After two hours of heated debate, the University of Toledo student government threw out a controversial resolution urging the university to divest from companies linked to Israel’s occupation of Palestinian territories Tuesday night. The resolution, backed by UT Students for Justice in Palestine, called on the university to divest from funds that invest in companies that “provide direct support for and directly profit from Israel’s illegal occupation of Palestinian territories,” including General Electric, Hewlett-Packard, and Procter and Gamble. The resolution cited as precedent UT’s divestment from apartheid South Africa in the 1980s.
Toledo Hillel and the Jewish Federation of Greater Toledo condemned the resolution. A statement released by Hillel raised concerns that the measure would create “hostility against the small Jewish community at UT.” SJP members said their campaign did not target Jewish students or Israel as a whole, stressing that the companies they identified for divestment are not Israeli.
Each side was allowed five representatives to present arguments for and against divestment before the student senate Tuesday. More than 200 supporters of Toledo Hillel and SJP gathered to watch the debate from separate overflow rooms. Divestment advocates sported matching “#UTDivest” t-shirts. Members of Hillel countered with Israeli flags and matching t-shirt slogans of their own: “Say Yes to Peace; Say No to Divestment.”
Student senators debated the merits of Boycott, Divestment, and Sanctions for two hours, but ultimately determined that the resolution was unconstitutional, effectively ending debate on the issue.
Students opposing divestment welcomed the outcome. The decision “will allow students to educate themselves about the Middle East in a peaceful way…without privileging one narrative,” said Sara Federman, who argued against divestment before the student government.
Divestment advocates criticized the student government’s decision to close the debate room to the public, which they say created an unfair and nontransparent atmosphere for debate.
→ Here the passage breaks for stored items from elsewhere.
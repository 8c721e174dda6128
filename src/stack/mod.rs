//! The resolution stack.
//!
//! All pending work lives here as explicit [`Task`]s rather than on the
//! native call stack, so a suspended chain of any depth (a prompt inside
//! a perpetual inside a copied effect) can be inspected, cloned with the
//! state and serialized. The top of the stack is the back of the vector.
//!
//! - [`Task::Run`]: a [`Frame`] executing an effect script
//! - [`Task::Fire`]: a perpetual [`Dispatch`] still handing out firings
//! - [`Task::Settle`]: send a played card to the discard pile unless claimed
//!
//! ```
//! use temporum_engine::cards::CardId;
//! use temporum_engine::core::PlayerId;
//! use temporum_engine::stack::{ResolutionStack, Task};
//!
//! let mut stack = ResolutionStack::new();
//! stack.push(Task::Settle { player: PlayerId::new(0), card: CardId::new(1) });
//! assert_eq!(stack.len(), 1);
//! assert!(stack.top_frame_mut().is_none());
//! ```

use im::Vector;
use serde::{Deserialize, Serialize};

use crate::cards::CardId;
use crate::choice::{Answer, ChoiceKind, PerpetualRef};
use crate::core::PlayerId;
use crate::effects::{ResolutionContext, Step};
use crate::triggers::TriggerCategory;

/// Status returned by every engine entry point.
#[derive(Clone, Debug, PartialEq, Eq, Serialize, Deserialize)]
pub enum ResolutionStatus {
    /// Nothing left to resolve.
    Complete,
    /// Stopped at a prompt; the named player must answer.
    AwaitingChoice { player: PlayerId, kind: ChoiceKind },
}

impl ResolutionStatus {
    #[must_use]
    pub fn is_complete(&self) -> bool {
        matches!(self, ResolutionStatus::Complete)
    }
}

/// A script being executed.
#[derive(Clone, Debug, PartialEq, Eq, Serialize, Deserialize)]
pub struct Frame {
    pub steps: Vec<Step>,
    /// Index of the next step.
    pub pc: usize,
    pub ctx: ResolutionContext,
    /// Answer waiting for the current step, set by the choice broker.
    pub answer: Option<Answer>,
    /// First-stage answer of a two-prompt step.
    pub scratch: Option<PerpetualRef>,
    /// Set on perpetual firings: the dispatch this frame belongs to.
    pub trigger: Option<(TriggerCategory, PlayerId)>,
    /// How many frames started this one: 0 for a command's own scripts.
    pub depth: usize,
}

impl Frame {
    pub fn new(steps: impl Into<Vec<Step>>, ctx: ResolutionContext) -> Self {
        Self {
            steps: steps.into(),
            pc: 0,
            ctx,
            answer: None,
            scratch: None,
            trigger: None,
            depth: 0,
        }
    }

    #[must_use]
    pub fn triggered_by(mut self, category: TriggerCategory, owner: PlayerId) -> Self {
        self.trigger = Some((category, owner));
        self
    }

    #[must_use]
    pub fn current(&self) -> Option<&Step> {
        self.steps.get(self.pc)
    }

    #[must_use]
    pub fn is_done(&self) -> bool {
        self.pc >= self.steps.len()
    }

    #[must_use]
    pub fn at_depth(mut self, depth: usize) -> Self {
        self.depth = depth;
        self
    }

    /// Insert `steps` to run right after the current one.
    pub fn splice_next(&mut self, steps: &[Step]) {
        let at = (self.pc + 1).min(self.steps.len());
        self.steps.splice(at..at, steps.iter().cloned());
    }
}

/// One perpetual due to fire.
#[derive(Clone, Copy, Debug, PartialEq, Eq, Serialize, Deserialize)]
pub struct Firing {
    pub owner: PlayerId,
    pub card: CardId,
}

/// The firings of one category, snapshotted when the event was raised.
#[derive(Clone, Debug, PartialEq, Eq, Serialize, Deserialize)]
pub struct Dispatch {
    pub category: TriggerCategory,
    pub firings: Vector<Firing>,
    /// Depth given to every frame this dispatch fires.
    pub depth: usize,
}

#[derive(Clone, Debug, PartialEq, Eq, Serialize, Deserialize)]
pub enum Task {
    Run(Frame),
    Fire(Dispatch),
    Settle { player: PlayerId, card: CardId },
}

impl Task {
    /// Mark a task scheduled by a frame at `parent` depth.
    pub fn nest_under(&mut self, parent: usize) {
        match self {
            Task::Run(frame) => frame.depth = parent + 1,
            Task::Fire(dispatch) => dispatch.depth = parent + 1,
            Task::Settle { .. } => {}
        }
    }
}

#[derive(Clone, Debug, Default, PartialEq, Eq, Serialize, Deserialize)]
pub struct ResolutionStack {
    tasks: Vector<Task>,
}

impl ResolutionStack {
    #[must_use]
    pub fn new() -> Self {
        Self::default()
    }

    pub fn push(&mut self, task: Task) {
        self.tasks.push_back(task);
    }

    /// Push `tasks` so that the first one ends up on top.
    pub fn push_all(&mut self, tasks: Vec<Task>) {
        for task in tasks.into_iter().rev() {
            self.tasks.push_back(task);
        }
    }

    pub fn pop(&mut self) -> Option<Task> {
        self.tasks.pop_back()
    }

    #[must_use]
    pub fn top(&self) -> Option<&Task> {
        self.tasks.back()
    }

    pub fn top_frame_mut(&mut self) -> Option<&mut Frame> {
        match self.tasks.back_mut() {
            Some(Task::Run(frame)) => Some(frame),
            _ => None,
        }
    }

    #[must_use]
    pub fn len(&self) -> usize {
        self.tasks.len()
    }

    #[must_use]
    pub fn is_empty(&self) -> bool {
        self.tasks.is_empty()
    }

    /// Whether some frame on the stack belongs to a `(category, owner)` dispatch.
    #[must_use]
    pub fn is_dispatching(&self, category: TriggerCategory, owner: PlayerId) -> bool {
        self.tasks.iter().any(|t| match t {
            Task::Run(frame) => frame.trigger == Some((category, owner)),
            _ => false,
        })
    }

    /// Tasks from bottom to top.
    pub fn iter(&self) -> impl Iterator<Item = &Task> {
        self.tasks.iter()
    }

    pub fn clear(&mut self) {
        self.tasks.clear();
    }
}

#[cfg(test)]
mod tests {
    use super::*;
    use crate::effects::EffectSource;

    fn frame(steps: Vec<Step>) -> Frame {
        Frame::new(
            steps,
            ResolutionContext::new(PlayerId::new(0), EffectSource::Card(CardId::new(1))),
        )
    }

    #[test]
    fn test_push_all_keeps_first_on_top() {
        let mut stack = ResolutionStack::new();
        stack.push_all(vec![
            Task::Settle { player: PlayerId::new(0), card: CardId::new(1) },
            Task::Settle { player: PlayerId::new(0), card: CardId::new(2) },
        ]);
        assert_eq!(
            stack.pop(),
            Some(Task::Settle { player: PlayerId::new(0), card: CardId::new(1) })
        );
    }

    #[test]
    fn test_splice_next() {
        let mut f = frame(vec![Step::gain(1), Step::gain(2)]);
        f.splice_next(&[Step::gain(9)]);
        assert_eq!(f.steps, vec![Step::gain(1), Step::gain(9), Step::gain(2)]);

        f.pc = 3;
        assert!(f.is_done());
        assert!(f.current().is_none());
    }

    #[test]
    fn test_dispatch_tags() {
        let mut stack = ResolutionStack::new();
        stack.push(Task::Run(frame(vec![])));
        stack.push(Task::Run(
            frame(vec![]).triggered_by(TriggerCategory::Draw, PlayerId::new(1)),
        ));
        stack.push(Task::Settle { player: PlayerId::new(0), card: CardId::new(3) });

        assert!(stack.is_dispatching(TriggerCategory::Draw, PlayerId::new(1)));
        assert!(!stack.is_dispatching(TriggerCategory::Draw, PlayerId::new(0)));
        assert!(stack.top_frame_mut().is_none());
    }

    #[test]
    fn test_nested_tasks_sit_one_level_down() {
        let mut run = Task::Run(frame(vec![]).at_depth(3));
        run.nest_under(3);
        assert!(matches!(run, Task::Run(ref f) if f.depth == 4));

        let mut fire = Task::Fire(Dispatch {
            category: TriggerCategory::Draw,
            firings: Vector::new(),
            depth: 0,
        });
        fire.nest_under(0);
        assert!(matches!(fire, Task::Fire(ref d) if d.depth == 1));
    }
}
“This is the first time at a university in the United States that a divestment meeting has been closed. There is no precedent for this,” said SJP member Derek Ide. The policy was intended to maintain order at the contentious event, not to silence debate, said student government President Clayton Notestine.
Divestment resolutions have been defeated at most campuses where they’ve been introduced. Students at the University of Michigan, less than an hour outside Toledo in Ann Arbor, organized a similar campaign last year which was ultimately voted down by the student government. Some University of California campuses and small colleges have approved resolutions urging divestment—Stanford University’s undergraduate senate did so yesterday—but only Hampshire College in Massachusetts has moved to divest its endowment from Israel.
Pro-Palestinian activism has drawn support from Northwest Ohio and Southeast Michigan’s vibrant Arab American communities, some of the largest in the country. Estimates vary, but Greater Toledo’s Arab American population likely hovers around 10,000, about 1.5 percent of city’s total population.
Despite the setback, the UT SJP chapter has promised to keep trying. The group has a “very strong campus presence,” Ide said, and had gathered 300 student signatures in favor of divestment since launching its campaign in October. Members plan to pursue a student referendum later this semester. University officials have not taken a position on divestment, but activists are optimistic that they can drum up enough support among UT’s 20,000 students to persuade the school to divest. If it does, UT would become the second and largest American college ever to join the BDS movement.